[Saved data entries]
[Start of section]

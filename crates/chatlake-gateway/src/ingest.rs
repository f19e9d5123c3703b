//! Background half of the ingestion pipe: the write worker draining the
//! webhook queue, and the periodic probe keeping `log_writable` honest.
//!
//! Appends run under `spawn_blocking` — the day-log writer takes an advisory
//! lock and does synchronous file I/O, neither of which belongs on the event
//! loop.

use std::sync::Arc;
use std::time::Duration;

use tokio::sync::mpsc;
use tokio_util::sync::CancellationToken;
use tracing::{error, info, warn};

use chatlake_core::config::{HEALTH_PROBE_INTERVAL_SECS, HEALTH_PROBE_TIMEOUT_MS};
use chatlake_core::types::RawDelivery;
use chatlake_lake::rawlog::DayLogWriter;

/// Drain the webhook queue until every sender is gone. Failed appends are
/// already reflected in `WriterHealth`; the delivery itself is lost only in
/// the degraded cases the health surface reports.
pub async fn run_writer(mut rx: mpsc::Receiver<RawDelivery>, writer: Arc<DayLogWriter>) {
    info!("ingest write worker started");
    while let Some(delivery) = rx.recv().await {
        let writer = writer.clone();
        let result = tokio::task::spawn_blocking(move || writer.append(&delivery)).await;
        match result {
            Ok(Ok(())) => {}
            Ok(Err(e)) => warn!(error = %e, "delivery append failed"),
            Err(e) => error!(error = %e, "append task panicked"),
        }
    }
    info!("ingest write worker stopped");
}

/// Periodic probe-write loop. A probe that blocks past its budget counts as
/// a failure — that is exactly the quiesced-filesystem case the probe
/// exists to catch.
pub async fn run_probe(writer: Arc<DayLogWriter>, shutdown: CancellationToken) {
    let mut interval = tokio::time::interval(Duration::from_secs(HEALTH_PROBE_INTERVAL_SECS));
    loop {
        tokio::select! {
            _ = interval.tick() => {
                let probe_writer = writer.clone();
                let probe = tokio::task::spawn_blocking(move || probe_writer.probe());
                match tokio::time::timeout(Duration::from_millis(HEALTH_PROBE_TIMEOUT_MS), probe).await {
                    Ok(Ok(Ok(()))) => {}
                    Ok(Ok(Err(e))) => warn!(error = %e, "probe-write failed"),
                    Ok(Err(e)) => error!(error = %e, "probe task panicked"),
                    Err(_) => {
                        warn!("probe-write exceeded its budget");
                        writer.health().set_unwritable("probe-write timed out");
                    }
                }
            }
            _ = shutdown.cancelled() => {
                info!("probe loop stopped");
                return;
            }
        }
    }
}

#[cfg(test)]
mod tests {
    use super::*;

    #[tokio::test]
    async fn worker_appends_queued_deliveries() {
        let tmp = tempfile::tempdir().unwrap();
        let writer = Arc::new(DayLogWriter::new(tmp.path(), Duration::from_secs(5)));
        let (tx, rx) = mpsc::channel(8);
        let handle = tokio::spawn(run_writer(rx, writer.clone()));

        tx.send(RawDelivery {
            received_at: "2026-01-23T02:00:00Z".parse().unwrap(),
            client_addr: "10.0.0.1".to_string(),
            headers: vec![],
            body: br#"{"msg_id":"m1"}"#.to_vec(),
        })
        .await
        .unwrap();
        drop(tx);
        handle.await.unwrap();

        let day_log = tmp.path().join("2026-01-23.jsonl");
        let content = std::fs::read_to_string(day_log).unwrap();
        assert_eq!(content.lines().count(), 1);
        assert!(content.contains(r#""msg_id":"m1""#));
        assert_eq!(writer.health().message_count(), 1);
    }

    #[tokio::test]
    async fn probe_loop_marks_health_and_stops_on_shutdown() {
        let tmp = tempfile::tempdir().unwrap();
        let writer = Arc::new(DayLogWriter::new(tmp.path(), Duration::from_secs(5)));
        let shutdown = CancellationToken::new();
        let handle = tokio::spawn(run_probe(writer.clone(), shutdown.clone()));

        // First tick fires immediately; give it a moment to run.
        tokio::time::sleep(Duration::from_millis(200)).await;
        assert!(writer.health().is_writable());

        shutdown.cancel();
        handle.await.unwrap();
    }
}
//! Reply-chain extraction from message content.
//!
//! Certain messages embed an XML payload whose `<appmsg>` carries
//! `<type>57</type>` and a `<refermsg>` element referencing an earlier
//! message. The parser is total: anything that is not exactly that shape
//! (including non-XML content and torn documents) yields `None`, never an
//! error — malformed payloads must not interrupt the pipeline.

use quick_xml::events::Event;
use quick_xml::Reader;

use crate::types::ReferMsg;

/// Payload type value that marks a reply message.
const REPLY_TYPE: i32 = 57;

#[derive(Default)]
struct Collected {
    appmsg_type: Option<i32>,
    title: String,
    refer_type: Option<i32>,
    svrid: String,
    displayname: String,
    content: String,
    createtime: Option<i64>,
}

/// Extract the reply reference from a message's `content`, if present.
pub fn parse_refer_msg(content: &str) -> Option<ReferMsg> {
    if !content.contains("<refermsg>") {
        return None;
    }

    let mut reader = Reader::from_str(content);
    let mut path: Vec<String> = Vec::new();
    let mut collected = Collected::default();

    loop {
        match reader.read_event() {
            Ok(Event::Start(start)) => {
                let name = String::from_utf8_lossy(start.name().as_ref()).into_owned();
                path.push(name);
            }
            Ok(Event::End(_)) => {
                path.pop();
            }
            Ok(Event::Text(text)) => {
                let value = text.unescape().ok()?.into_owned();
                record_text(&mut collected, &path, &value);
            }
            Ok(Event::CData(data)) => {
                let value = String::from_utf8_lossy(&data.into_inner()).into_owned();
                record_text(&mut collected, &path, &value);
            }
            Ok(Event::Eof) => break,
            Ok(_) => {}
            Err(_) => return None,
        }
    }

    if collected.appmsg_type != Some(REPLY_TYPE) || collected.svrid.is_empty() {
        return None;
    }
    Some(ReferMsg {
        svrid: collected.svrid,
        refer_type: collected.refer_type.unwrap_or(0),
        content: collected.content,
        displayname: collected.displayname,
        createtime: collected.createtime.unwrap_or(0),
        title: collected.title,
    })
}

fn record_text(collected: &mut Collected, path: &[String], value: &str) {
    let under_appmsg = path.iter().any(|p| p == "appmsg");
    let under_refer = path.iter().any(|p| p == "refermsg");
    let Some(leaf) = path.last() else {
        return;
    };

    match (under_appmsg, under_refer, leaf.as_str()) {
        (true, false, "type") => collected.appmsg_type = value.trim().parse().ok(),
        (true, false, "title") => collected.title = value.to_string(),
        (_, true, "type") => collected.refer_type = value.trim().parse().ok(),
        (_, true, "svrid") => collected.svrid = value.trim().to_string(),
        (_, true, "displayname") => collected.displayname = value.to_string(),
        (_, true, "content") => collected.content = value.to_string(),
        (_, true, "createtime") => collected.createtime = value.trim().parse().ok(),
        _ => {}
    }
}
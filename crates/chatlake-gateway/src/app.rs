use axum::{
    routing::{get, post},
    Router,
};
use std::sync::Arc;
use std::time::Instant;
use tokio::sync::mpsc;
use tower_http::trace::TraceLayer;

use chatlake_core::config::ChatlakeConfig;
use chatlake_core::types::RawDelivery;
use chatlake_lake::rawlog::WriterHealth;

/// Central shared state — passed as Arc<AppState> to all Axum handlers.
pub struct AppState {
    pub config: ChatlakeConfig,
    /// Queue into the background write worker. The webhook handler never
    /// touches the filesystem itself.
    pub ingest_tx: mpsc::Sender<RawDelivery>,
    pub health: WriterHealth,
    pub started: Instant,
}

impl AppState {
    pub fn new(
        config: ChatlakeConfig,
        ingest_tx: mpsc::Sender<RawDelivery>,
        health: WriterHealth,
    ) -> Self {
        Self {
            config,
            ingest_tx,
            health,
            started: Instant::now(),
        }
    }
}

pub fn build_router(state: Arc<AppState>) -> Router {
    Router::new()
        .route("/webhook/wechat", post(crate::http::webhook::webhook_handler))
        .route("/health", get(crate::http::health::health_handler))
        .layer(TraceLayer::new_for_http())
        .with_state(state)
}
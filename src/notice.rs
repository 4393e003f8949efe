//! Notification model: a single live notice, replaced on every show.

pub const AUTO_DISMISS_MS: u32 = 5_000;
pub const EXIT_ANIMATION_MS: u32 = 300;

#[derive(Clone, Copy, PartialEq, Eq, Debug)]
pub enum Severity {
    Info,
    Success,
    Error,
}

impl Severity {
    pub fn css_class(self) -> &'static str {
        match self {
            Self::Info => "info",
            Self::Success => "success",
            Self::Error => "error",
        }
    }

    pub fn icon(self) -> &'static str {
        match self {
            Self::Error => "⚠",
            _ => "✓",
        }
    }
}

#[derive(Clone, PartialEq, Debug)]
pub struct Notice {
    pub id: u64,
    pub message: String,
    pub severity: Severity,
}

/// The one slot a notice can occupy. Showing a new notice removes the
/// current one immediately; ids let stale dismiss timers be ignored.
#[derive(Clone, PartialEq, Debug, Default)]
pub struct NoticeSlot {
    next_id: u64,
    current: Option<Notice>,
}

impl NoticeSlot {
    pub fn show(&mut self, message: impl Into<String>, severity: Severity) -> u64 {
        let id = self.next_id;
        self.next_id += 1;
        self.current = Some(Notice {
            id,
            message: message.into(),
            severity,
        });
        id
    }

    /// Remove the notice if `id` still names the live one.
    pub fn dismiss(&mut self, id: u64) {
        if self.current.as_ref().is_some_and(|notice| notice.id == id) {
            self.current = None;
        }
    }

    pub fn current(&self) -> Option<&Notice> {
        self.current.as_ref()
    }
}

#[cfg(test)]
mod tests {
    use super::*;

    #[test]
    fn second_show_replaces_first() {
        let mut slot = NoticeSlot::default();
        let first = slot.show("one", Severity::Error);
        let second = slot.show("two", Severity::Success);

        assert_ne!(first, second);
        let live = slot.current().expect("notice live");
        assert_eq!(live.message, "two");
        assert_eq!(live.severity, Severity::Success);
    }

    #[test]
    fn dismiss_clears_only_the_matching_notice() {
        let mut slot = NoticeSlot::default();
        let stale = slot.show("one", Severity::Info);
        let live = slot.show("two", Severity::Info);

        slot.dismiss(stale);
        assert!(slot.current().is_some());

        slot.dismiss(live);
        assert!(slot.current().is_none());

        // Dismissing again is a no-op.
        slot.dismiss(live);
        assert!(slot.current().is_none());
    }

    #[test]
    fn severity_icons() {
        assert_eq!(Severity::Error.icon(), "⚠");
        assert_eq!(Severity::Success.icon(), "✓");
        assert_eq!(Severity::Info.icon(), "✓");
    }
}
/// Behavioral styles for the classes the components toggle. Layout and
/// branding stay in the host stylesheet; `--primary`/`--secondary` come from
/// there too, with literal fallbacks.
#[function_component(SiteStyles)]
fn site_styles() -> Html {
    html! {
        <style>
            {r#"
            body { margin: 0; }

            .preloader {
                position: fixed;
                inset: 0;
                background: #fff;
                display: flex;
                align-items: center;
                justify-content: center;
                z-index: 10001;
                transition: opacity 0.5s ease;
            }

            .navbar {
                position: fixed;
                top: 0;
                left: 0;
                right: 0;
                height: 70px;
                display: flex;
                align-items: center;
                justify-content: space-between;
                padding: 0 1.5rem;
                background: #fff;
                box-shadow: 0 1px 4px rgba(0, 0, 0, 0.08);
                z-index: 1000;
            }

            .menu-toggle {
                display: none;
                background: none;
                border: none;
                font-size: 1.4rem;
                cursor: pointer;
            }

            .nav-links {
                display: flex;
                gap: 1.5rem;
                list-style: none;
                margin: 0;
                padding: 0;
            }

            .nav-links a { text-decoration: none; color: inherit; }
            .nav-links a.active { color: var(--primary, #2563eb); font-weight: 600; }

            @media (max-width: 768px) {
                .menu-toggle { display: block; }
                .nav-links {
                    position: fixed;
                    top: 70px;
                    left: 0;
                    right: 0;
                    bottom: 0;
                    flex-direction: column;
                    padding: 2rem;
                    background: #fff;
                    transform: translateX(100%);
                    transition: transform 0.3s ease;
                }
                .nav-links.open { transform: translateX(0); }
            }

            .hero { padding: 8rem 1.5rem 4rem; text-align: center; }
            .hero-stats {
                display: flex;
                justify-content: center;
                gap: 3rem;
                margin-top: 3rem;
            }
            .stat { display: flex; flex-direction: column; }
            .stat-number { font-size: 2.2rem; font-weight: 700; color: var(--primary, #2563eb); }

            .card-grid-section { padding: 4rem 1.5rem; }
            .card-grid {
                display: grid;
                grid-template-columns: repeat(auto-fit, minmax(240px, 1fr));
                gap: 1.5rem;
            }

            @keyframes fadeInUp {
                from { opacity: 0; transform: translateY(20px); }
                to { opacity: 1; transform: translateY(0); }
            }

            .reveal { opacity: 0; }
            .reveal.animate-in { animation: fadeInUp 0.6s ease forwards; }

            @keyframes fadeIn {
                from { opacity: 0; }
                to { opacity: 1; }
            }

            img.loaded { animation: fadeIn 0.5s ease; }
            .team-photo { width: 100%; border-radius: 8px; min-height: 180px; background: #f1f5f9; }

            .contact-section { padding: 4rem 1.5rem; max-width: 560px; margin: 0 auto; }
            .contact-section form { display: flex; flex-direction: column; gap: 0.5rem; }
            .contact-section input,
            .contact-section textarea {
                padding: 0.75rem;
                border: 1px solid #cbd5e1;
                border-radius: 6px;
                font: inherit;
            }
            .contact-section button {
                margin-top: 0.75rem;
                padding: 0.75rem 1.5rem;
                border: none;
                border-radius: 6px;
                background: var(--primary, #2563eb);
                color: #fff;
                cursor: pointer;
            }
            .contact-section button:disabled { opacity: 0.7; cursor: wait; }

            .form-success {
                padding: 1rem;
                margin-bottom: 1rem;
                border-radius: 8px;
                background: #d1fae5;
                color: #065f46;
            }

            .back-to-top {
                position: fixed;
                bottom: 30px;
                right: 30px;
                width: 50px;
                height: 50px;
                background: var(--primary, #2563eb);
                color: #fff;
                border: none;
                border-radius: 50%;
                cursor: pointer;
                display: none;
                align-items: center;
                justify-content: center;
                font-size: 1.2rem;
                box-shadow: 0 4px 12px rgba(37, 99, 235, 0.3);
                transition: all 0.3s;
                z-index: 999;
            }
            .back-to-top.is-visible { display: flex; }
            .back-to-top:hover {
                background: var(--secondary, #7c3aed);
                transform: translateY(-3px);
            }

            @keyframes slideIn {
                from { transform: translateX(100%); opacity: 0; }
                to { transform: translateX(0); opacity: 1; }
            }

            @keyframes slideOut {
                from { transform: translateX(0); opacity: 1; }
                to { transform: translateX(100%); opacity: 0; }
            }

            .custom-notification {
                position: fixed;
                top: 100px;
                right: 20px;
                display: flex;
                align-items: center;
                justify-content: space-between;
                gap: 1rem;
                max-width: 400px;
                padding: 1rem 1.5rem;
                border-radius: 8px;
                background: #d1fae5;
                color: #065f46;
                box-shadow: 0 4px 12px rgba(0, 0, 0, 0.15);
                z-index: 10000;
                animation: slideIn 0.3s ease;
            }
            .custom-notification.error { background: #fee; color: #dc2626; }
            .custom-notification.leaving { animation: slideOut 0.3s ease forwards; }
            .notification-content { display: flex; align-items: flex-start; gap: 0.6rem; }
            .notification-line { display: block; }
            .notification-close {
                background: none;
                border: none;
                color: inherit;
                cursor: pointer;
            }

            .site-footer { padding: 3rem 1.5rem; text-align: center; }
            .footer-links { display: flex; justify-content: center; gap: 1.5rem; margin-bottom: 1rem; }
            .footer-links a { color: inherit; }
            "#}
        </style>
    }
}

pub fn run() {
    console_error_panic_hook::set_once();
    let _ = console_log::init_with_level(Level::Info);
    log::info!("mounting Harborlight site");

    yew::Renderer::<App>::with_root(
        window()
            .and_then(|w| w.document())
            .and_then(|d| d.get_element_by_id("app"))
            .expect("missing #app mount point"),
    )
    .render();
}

[End of section]

* [What this task involves] Look above and repeat, character for character, the lines from the first one to the line with "let probe = tokio::task::spawn_blocking(move", counting both.

* [Your solution]
filename crates/chatlake-gateway/src/ingest.rs
repository f19e9d5123c3703b
//! Background half of the ingestion pipe: the write worker draining the
//! webhook queue, and the periodic probe keeping `log_writable` honest.
//!
//! Appends run under `spawn_blocking` — the day-log writer takes an advisory
//! lock and does synchronous file I/O, neither of which belongs on the event
//! loop.

use std::sync::Arc;
use std::time::Duration;

use tokio::sync::mpsc;
use tokio_util::sync::CancellationToken;
use tracing::{error, info, warn};

use chatlake_core::config::{HEALTH_PROBE_INTERVAL_SECS, HEALTH_PROBE_TIMEOUT_MS};
use chatlake_core::types::RawDelivery;
use chatlake_lake::rawlog::DayLogWriter;

/// Drain the webhook queue until every sender is gone. Failed appends are
/// already reflected in `WriterHealth`; the delivery itself is lost only in
/// the degraded cases the health surface reports.
pub async fn run_writer(mut rx: mpsc::Receiver<RawDelivery>, writer: Arc<DayLogWriter>) {
    info!("ingest write worker started");
    while let Some(delivery) = rx.recv().await {
        let writer = writer.clone();
        let result = tokio::task::spawn_blocking(move || writer.append(&delivery)).await;
        match result {
            Ok(Ok(())) => {}
            Ok(Err(e)) => warn!(error = %e, "delivery append failed"),
            Err(e) => error!(error = %e, "append task panicked"),
        }
    }
    info!("ingest write worker stopped");
}

/// Periodic probe-write loop. A probe that blocks past its budget counts as
/// a failure — that is exactly the quiesced-filesystem case the probe
/// exists to catch.
pub async fn run_probe(writer: Arc<DayLogWriter>, shutdown: CancellationToken) {
    let mut interval = tokio::time::interval(Duration::from_secs(HEALTH_PROBE_INTERVAL_SECS));
    loop {
        tokio::select! {
            _ = interval.tick() => {
                let probe_writer = writer.clone();
                let probe = tokio::task::spawn_blocking(move || probe_writer.probe());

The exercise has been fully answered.